И тут непримиримая Казановская приникает к груди атамана и шепчет хрипло:
— Всевышний за нас! Себя же от случая береги, Иван Мартыныч! Без тебя худо…
Заруцкий уходит, и оттуда, сверху, еще долго слышен его голос, и другие голоса, и топот сапог — каждый скрип над головой в голове болью отдается.
Казановская подходит к Марининому ложу, садится на пол рядом, Маринины колени руками обхватив. Марина ждет слез и причитаний фрейлины и готова отослать ее прочь, но Барбара сидит тихо: ни звука, ни шевеления. Марина, спиной припав к ковру настенному, глаза закрывает и впадает в дрему: то не сон и не явь — спит разум, но бодрствует душа, источая покой целебный и, упреждая сновидения, сотворяет пред дремлющим взором бесшумное движение теней, не имеющих форм и оттого не могущих порушить покой…
Бесцельное стояние на Болде только на руку астраханцам и Хохлову — так считает Заруцкий. Тереня Ус на струге подчаливал к насаду, взойти не пожелал, попросил Заруцкого сойти на струг. О чем сговаривались, Марине атаман не рассказал, бранился только и сплевывал зло. Видимо, не смог убедить Тереню. Другим утром недосчитались одного струга. Сбежал Муртаза, подкупив стрельцов. Перед тем ночью вызвал Марину на разговор, соблазнял милостями шаха кызылбашевского Аббаса, который будто бы через него, Муртазу, обещал Марине покровительство и щедрость, если захочет предаться ему без оговорок.

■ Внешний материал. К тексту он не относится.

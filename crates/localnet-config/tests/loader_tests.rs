use localnet_config::{ConfigError, ConfigLoader, FailurePolicy, FileLoader, GeneratorConfig};
use std::fs;
use tempfile::tempdir;

/// A partial TOML file only overrides what it names
#[test]
fn test_load_partial_toml() {
    let temp_dir = tempdir().unwrap();
    let config_path = temp_dir.path().join("localnet.toml");

    let config_content = r#"
output_dir = "./out"
image = "example/node:latest"
archive_nodes = 2
failure_policy = "lenient"

[network]
subnet = "10.0.9.0/24"

[ports]
host_base = 19650
"#;
    fs::write(&config_path, config_content).unwrap();

    let config = FileLoader::load_auto(&config_path).unwrap();

    assert_eq!(config.output_dir.to_str(), Some("./out"));
    assert_eq!(config.image, "example/node:latest");
    assert_eq!(config.archive_nodes, 2);
    assert_eq!(config.failure_policy, FailurePolicy::Lenient);
    assert_eq!(config.network.subnet.to_string(), "10.0.9.0/24");
    assert_eq!(config.network.name, "camino-local");
    assert_eq!(config.ports.host_base, 19650);
    assert_eq!(config.ports.staking_port, 9651);
    assert_eq!(config.node.network_id, 54321);
}

/// Saving and loading through both formats preserves the configuration
#[test]
fn test_save_and_reload() {
    let temp_dir = tempdir().unwrap();
    let mut config = GeneratorConfig::default();
    config.archive_nodes = 3;
    config.chain.alias = "X".to_string();

    for name in ["config.toml", "config.json"] {
        let path = temp_dir.path().join(name);
        FileLoader::save_auto(&config, &path).unwrap();
        let loaded = FileLoader::load_auto(&path).unwrap();
        assert_eq!(loaded, config, "mismatch for {}", name);
    }
}

#[test]
fn test_missing_file() {
    let temp_dir = tempdir().unwrap();
    let err = FileLoader::load_auto(temp_dir.path().join("absent.toml")).unwrap_err();
    assert!(matches!(err, ConfigError::FileNotFound(_)));
}

#[test]
fn test_unsupported_extension() {
    let temp_dir = tempdir().unwrap();
    let path = temp_dir.path().join("config.ini");
    fs::write(&path, "image = x").unwrap();

    let err = FileLoader::load_auto(&path).unwrap_err();
    assert!(matches!(err, ConfigError::InvalidFormat(_)));
}

/// Files that parse but fail validation are rejected at load time
#[test]
fn test_invalid_file_rejected() {
    let temp_dir = tempdir().unwrap();
    let path = temp_dir.path().join("config.toml");
    fs::write(&path, "[ports]\nhttp_port = 9651\nstaking_port = 9651\n").unwrap();

    let err = FileLoader::load_auto(&path).unwrap_err();
    assert!(matches!(err, ConfigError::ValidationFailed(_)));
}

#[test]
fn test_bad_subnet_in_file() {
    let temp_dir = tempdir().unwrap();
    let path = temp_dir.path().join("config.toml");
    fs::write(&path, "[network]\nsubnet = \"10.0.7.1/24\"\n").unwrap();

    assert!(FileLoader::load_auto(&path).is_err());
}

#[test]
fn test_loader_without_file_uses_defaults() {
    let config = ConfigLoader::new().load(None::<&str>).unwrap();
    assert!(config.validate().is_ok());
}

/// Overrides are applied before validation, so a file that is only valid
/// with them still loads
#[test]
fn test_env_override_completes_invalid_file() {
    let temp_dir = tempdir().unwrap();
    let path = temp_dir.path().join("localnet.toml");
    fs::write(&path, "archive_nodes = 300\n").unwrap();

    assert!(FileLoader::load_auto(&path).is_err());

    let lookup = |key: &str| (key == "LOCALNET_SUBNET").then(|| "10.1.0.0/16".to_string());
    let config = ConfigLoader::new().layers_from(Some(&path), lookup).unwrap();

    assert_eq!(config.archive_nodes, 300);
    assert_eq!(config.network.subnet.to_string(), "10.1.0.0/16");
    assert!(config.validate().is_ok());
}

/// Layering alone never validates; the caller does once every layer is in
#[test]
fn test_layers_do_not_validate() {
    let temp_dir = tempdir().unwrap();
    let path = temp_dir.path().join("localnet.json");
    fs::write(&path, r#"{ "archive_nodes": 300 }"#).unwrap();

    let config = ConfigLoader::new().layers_from(Some(&path), |_| None).unwrap();

    assert_eq!(config.archive_nodes, 300);
    assert!(matches!(config.validate(), Err(ConfigError::ValidationFailed(_))));
}
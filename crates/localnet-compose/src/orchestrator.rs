//! One generator run: prepare the output root, materialize every node,
//! compose the manifest.

use crate::artifacts::NodeArtifactWriter;
use crate::credentials::CredentialWriter;
use crate::error::{ComposeError, ComposeResult};
use crate::layout::NodeLayout;
use crate::manifest::ManifestBuilder;
use crate::roster::{GenesisDocument, Participant, Roster};
use crate::topology::{Topology, TopologyFact};
use localnet_config::{FailurePolicy, GeneratorConfig};
use localnet_utils::fs;
use std::fmt;
use std::path::{Path, PathBuf};
use tracing::{debug, info, warn};

/// Run phases, always entered in this order.
#[derive(Debug, Clone, Copy, PartialEq, Eq)]
pub enum Phase {
    Prepare,
    Materialize,
    Compose,
}

impl fmt::Display for Phase {
    fn fmt(&self, f: &mut fmt::Formatter<'_>) -> fmt::Result {
        match self {
            Phase::Prepare => write!(f, "prepare"),
            Phase::Materialize => write!(f, "materialize"),
            Phase::Compose => write!(f, "compose"),
        }
    }
}

/// A node that was left out of the deployment under the lenient policy.
#[derive(Debug)]
pub struct ParticipantFailure {
    pub node_id: String,
    pub error: ComposeError,
}

/// Outcome of a completed run.
#[derive(Debug)]
pub struct RunReport {
    pub manifest_path: PathBuf,
    /// Node IDs present in the manifest, in ordinal order
    pub materialized: Vec<String>,
    /// Lenient-mode failures; always empty under the strict policy
    pub failures: Vec<ParticipantFailure>,
}

impl RunReport {
    pub fn is_complete(&self) -> bool {
        self.failures.is_empty()
    }
}

/// Drives a generator run from a validated configuration.
#[derive(Debug, Clone)]
pub struct Orchestrator {
    config: GeneratorConfig,
}

impl Orchestrator {
    pub fn new(config: GeneratorConfig) -> ComposeResult<Self> {
        config.validate()?;
        Ok(Self { config })
    }

    pub fn config(&self) -> &GeneratorConfig {
        &self.config
    }

    /// Topology of the run without touching the filesystem.
    pub fn plan(&self, roster: &Roster) -> ComposeResult<Topology> {
        let participants = roster.select(self.config.archive_nodes)?;
        Topology::plan(&self.config, &participants)
    }

    /// Generate every node tree and the manifest.
    ///
    /// The topology is planned before the output root is touched, so
    /// configuration errors leave the filesystem as it was.
    pub fn run(&self, roster: &Roster) -> ComposeResult<RunReport> {
        let participants = roster.select(self.config.archive_nodes)?;
        let topology = Topology::plan(&self.config, &participants)?;

        info!(
            phase = %Phase::Prepare,
            output = %self.config.output_dir.display(),
            validators = roster.validators().len(),
            archive_nodes = self.config.archive_nodes,
            bootstrap = roster.bootstrap_node().node_id(),
            "starting run"
        );
        self.prepare()?;

        info!(
            phase = %Phase::Materialize,
            nodes = topology.len(),
            policy = %self.config.failure_policy,
            "writing node trees"
        );
        let (materialized, failures) =
            self.materialize(roster.genesis(), &participants, &topology)?;

        info!(phase = %Phase::Compose, services = materialized.len(), "building manifest");
        let builder = ManifestBuilder::new(&self.config);
        let manifest = builder.build(materialized.iter().copied())?;
        let manifest_path = self.config.manifest_path();
        builder.write(&manifest, &manifest_path)?;

        Ok(RunReport {
            manifest_path,
            materialized: materialized.iter().map(|fact| fact.node_id.clone()).collect(),
            failures,
        })
    }

    fn prepare(&self) -> ComposeResult<()> {
        let root = &self.config.output_dir;
        let prepare_err = |source: std::io::Error| ComposeError::Prepare {
            path: root.clone(),
            source,
        };

        if root.exists() {
            if !self.config.allow_override {
                return Err(ComposeError::OutputExists(root.clone()));
            }

            let cwd = std::env::current_dir().map_err(prepare_err)?;
            check_removable(root, &cwd)?;

            info!(path = %root.display(), "removing existing output");
            if root.is_dir() {
                std::fs::remove_dir_all(root).map_err(prepare_err)?;
            } else {
                std::fs::remove_file(root).map_err(prepare_err)?;
            }
        }

        fs::ensure_dir(root).map_err(prepare_err)
    }

    fn materialize<'t>(
        &self,
        genesis: &GenesisDocument,
        participants: &[&Participant],
        topology: &'t Topology,
    ) -> ComposeResult<(Vec<&'t TopologyFact>, Vec<ParticipantFailure>)> {
        let mut materialized = Vec::with_capacity(topology.len());
        let mut failures = Vec::new();

        for (participant, fact) in participants.iter().zip(topology.iter()) {
            match self.materialize_node(participant, fact, genesis) {
                Ok(()) => materialized.push(fact),
                Err(error) => match self.config.failure_policy {
                    FailurePolicy::Strict => return Err(error),
                    FailurePolicy::Lenient if fact.is_bootstrap_node() => {
                        return Err(ComposeError::BootstrapFailed {
                            node_id: fact.node_id.clone(),
                            source: Box::new(error),
                        });
                    }
                    FailurePolicy::Lenient => {
                        warn!(node_id = %fact.node_id, error = %error, "skipping node");
                        failures.push(ParticipantFailure {
                            node_id: fact.node_id.clone(),
                            error,
                        });
                    }
                },
            }
        }

        Ok((materialized, failures))
    }

    fn materialize_node(
        &self,
        participant: &Participant,
        fact: &TopologyFact,
        genesis: &GenesisDocument,
    ) -> ComposeResult<()> {
        let layout = NodeLayout::new(&self.config.output_dir, participant.node_id());

        CredentialWriter::write(&layout, participant)?;
        NodeArtifactWriter::new(&self.config).write(participant, fact, genesis)?;

        debug!(node_id = %fact.node_id, ordinal = fact.ordinal, "materialized node");
        Ok(())
    }
}

/// An override may not delete the filesystem root or the directory the
/// process runs in (or any of its ancestors).
fn check_removable(root: &Path, cwd: &Path) -> ComposeResult<()> {
    let target = root.canonicalize().map_err(|source| ComposeError::Prepare {
        path: root.to_path_buf(),
        source,
    })?;
    let cwd = cwd.canonicalize().unwrap_or_else(|_| cwd.to_path_buf());

    if target.parent().is_none() || cwd.starts_with(&target) {
        return Err(ComposeError::UnsafeOverride(root.to_path_buf()));
    }
    Ok(())
}

#[cfg(test)]
mod tests {
    use super::*;
    use crate::error::Artifact;
    use crate::roster::Role;
    use serde_json::json;
    use tempfile::TempDir;

    fn roster(validators: usize) -> Roster {
        let validators = (0..validators)
            .map(|i| Participant::new(format!("v{}", i), Role::Validator, vec![1], vec![2], 1))
            .collect();
        Roster::new(GenesisDocument::new(json!({ "networkID": 54321 })), validators, vec![]).unwrap()
    }

    fn orchestrator(dir: &TempDir, policy: FailurePolicy) -> Orchestrator {
        let mut config = GeneratorConfig::default();
        config.output_dir = dir.path().join("out");
        config.failure_policy = policy;
        Orchestrator::new(config).unwrap()
    }

    /// Occupy `node_id`'s directory with a plain file so its writes fail.
    fn block_node(orchestrator: &Orchestrator, node_id: &str) {
        std::fs::create_dir_all(&orchestrator.config.output_dir).unwrap();
        std::fs::write(orchestrator.config.output_dir.join(node_id), b"").unwrap();
    }

    #[test]
    fn test_strict_policy_stops_at_first_failure() {
        let dir = TempDir::new().unwrap();
        let orchestrator = orchestrator(&dir, FailurePolicy::Strict);
        let roster = roster(4);
        let topology = orchestrator.plan(&roster).unwrap();
        let participants = roster.select(0).unwrap();
        block_node(&orchestrator, "v2");

        let err = orchestrator
            .materialize(roster.genesis(), &participants, &topology)
            .unwrap_err();

        assert_eq!(err.node_id(), Some("v2"));
        assert!(!NodeLayout::new(&orchestrator.config.output_dir, "v3")
            .node_dir()
            .exists());
    }

    #[test]
    fn test_lenient_policy_collects_failures() {
        let dir = TempDir::new().unwrap();
        let orchestrator = orchestrator(&dir, FailurePolicy::Lenient);
        let roster = roster(4);
        let topology = orchestrator.plan(&roster).unwrap();
        let participants = roster.select(0).unwrap();
        block_node(&orchestrator, "v2");

        let (materialized, failures) = orchestrator
            .materialize(roster.genesis(), &participants, &topology)
            .unwrap();

        let ids: Vec<_> = materialized.iter().map(|fact| fact.node_id.as_str()).collect();
        assert_eq!(ids, vec!["v0", "v1", "v3"]);
        assert_eq!(failures.len(), 1);
        assert_eq!(failures[0].node_id, "v2");
        assert_eq!(failures[0].error.failed_artifact(), Some(Artifact::NodeDirectory));
    }

    #[test]
    fn test_lenient_policy_still_needs_bootstrap_node() {
        let dir = TempDir::new().unwrap();
        let orchestrator = orchestrator(&dir, FailurePolicy::Lenient);
        let roster = roster(3);
        let topology = orchestrator.plan(&roster).unwrap();
        let participants = roster.select(0).unwrap();
        block_node(&orchestrator, "v0");

        let err = orchestrator
            .materialize(roster.genesis(), &participants, &topology)
            .unwrap_err();

        assert!(matches!(err, ComposeError::BootstrapFailed { .. }));
        assert_eq!(err.node_id(), Some("v0"));
    }

    #[test]
    fn test_prepare_replaces_stray_file_with_override() {
        let dir = TempDir::new().unwrap();
        let mut config = GeneratorConfig::default();
        config.output_dir = dir.path().join("out");
        config.allow_override = true;
        std::fs::write(&config.output_dir, b"not a directory").unwrap();

        let orchestrator = Orchestrator::new(config).unwrap();
        orchestrator.prepare().unwrap();

        assert!(orchestrator.config.output_dir.is_dir());
    }

    #[test]
    fn test_override_never_removes_working_directory() {
        let dir = TempDir::new().unwrap();
        let nested = dir.path().join("work").join("deep");
        std::fs::create_dir_all(&nested).unwrap();

        for cwd in [dir.path().to_path_buf(), dir.path().join("work"), nested.clone()] {
            assert!(matches!(
                check_removable(dir.path(), &cwd),
                Err(ComposeError::UnsafeOverride(_))
            ));
        }
        assert!(matches!(
            check_removable(Path::new("/"), &nested),
            Err(ComposeError::UnsafeOverride(_))
        ));

        assert!(check_removable(&dir.path().join("work"), dir.path()).is_ok());
        assert!(check_removable(&nested, &dir.path().join("work").join("..")).is_ok());
    }

    #[test]
    fn test_override_of_working_directory_keeps_contents() {
        let cwd = std::env::current_dir().unwrap();
        let mut config = GeneratorConfig::default();
        config.output_dir = PathBuf::from(".");
        config.allow_override = true;

        let err = Orchestrator::new(config).unwrap().prepare().unwrap_err();

        assert!(matches!(err, ComposeError::UnsafeOverride(_)));
        assert!(cwd.join("Cargo.toml").exists());
    }

    #[test]
    fn test_phase_names() {
        assert_eq!(Phase::Prepare.to_string(), "prepare");
        assert_eq!(Phase::Materialize.to_string(), "materialize");
        assert_eq!(Phase::Compose.to_string(), "compose");
    }
}
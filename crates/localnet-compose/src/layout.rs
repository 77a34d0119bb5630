//! Where each node's files live, on the host and inside its container.
//!
//! The artifact writers and the manifest builder both derive paths from
//! here, so the bind mount always points at the directory that was written.

use std::path::{Path, PathBuf};

pub const STAKING_DIR: &str = "staking";
pub const CERT_FILE: &str = "staker.crt";
pub const KEY_FILE: &str = "staker.key";
pub const NODE_CONFIG_FILE: &str = "config.json";
pub const GENESIS_FILE: &str = "genesis.json";
pub const CHAIN_CONFIG_FILE: &str = "config.json";

/// `configs/chains`, relative to a node directory or the container data dir
const CHAIN_CONFIG_ROOT: [&str; 2] = ["configs", "chains"];

/// Host-side paths of one node's tree under the output root.
#[derive(Debug, Clone, PartialEq, Eq)]
pub struct NodeLayout {
    node_id: String,
    node_dir: PathBuf,
}

impl NodeLayout {
    pub fn new(output_root: &Path, node_id: &str) -> Self {
        Self {
            node_id: node_id.to_string(),
            node_dir: output_root.join(node_id),
        }
    }

    pub fn node_dir(&self) -> &Path {
        &self.node_dir
    }

    pub fn staking_dir(&self) -> PathBuf {
        self.node_dir.join(STAKING_DIR)
    }

    pub fn cert_path(&self) -> PathBuf {
        self.staking_dir().join(CERT_FILE)
    }

    pub fn key_path(&self) -> PathBuf {
        self.staking_dir().join(KEY_FILE)
    }

    pub fn node_config_path(&self) -> PathBuf {
        self.node_dir.join(NODE_CONFIG_FILE)
    }

    pub fn genesis_path(&self) -> PathBuf {
        self.node_dir.join(GENESIS_FILE)
    }

    pub fn chain_config_dir(&self, alias: &str) -> PathBuf {
        CHAIN_CONFIG_ROOT
            .iter()
            .fold(self.node_dir.clone(), |dir, part| dir.join(part))
            .join(alias)
    }

    pub fn chain_config_path(&self, alias: &str) -> PathBuf {
        self.chain_config_dir(alias).join(CHAIN_CONFIG_FILE)
    }

    /// Bind-mount source as written in the manifest, relative to the
    /// manifest's own directory (the output root).
    pub fn volume_source(&self) -> String {
        format!("./{}", self.node_id)
    }
}

/// Container-side paths, rooted at the node's data dir mount point.
#[derive(Debug, Clone, Copy)]
pub struct ContainerPaths<'a> {
    data_dir: &'a str,
}

impl<'a> ContainerPaths<'a> {
    pub fn new(data_dir: &'a str) -> Self {
        Self {
            data_dir: data_dir.trim_end_matches('/'),
        }
    }

    pub fn data_dir(&self) -> &str {
        self.data_dir
    }

    pub fn node_config(&self) -> String {
        format!("{}/{}", self.data_dir, NODE_CONFIG_FILE)
    }

    pub fn genesis(&self) -> String {
        format!("{}/{}", self.data_dir, GENESIS_FILE)
    }

    pub fn chain_config_dir(&self) -> String {
        format!("{}/{}", self.data_dir, CHAIN_CONFIG_ROOT.join("/"))
    }
}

Марина даже не оскорбилась и, догадываясь об умысле купца на побег, непрямым словом благословила, поблагодарив за добро, ранее содеянное.
Наступившее безветрие усилило жару и духоту. Мужикам проще — вылил себе на голову ведро воды и гуляй по палубе. Марина облюбовала затененное место у бортовой пушки с навесом, Казановская с Милицей по очереди машут опахалом, им тоже от того прохлада. Место, выбранное Мариной, еще тем хорошо, что ногайского берега не видно, ни стругов, ни станов казацких под холмами — лишь Волга-река да птицы речные. Заруцкий лишний раз на глаза Марине старается не казаться: стыдно атаману за безвластие, к коему приговорен даже вернейшими своими соподвижниками. Святые отцы также избегают Марины, не жалует она их последнее время. Лишь царевич-паненок прибежит раз-другой похвастаться рыбачьей удачей: атаман Чулков обучил и приучил его к сему небесполезному делу.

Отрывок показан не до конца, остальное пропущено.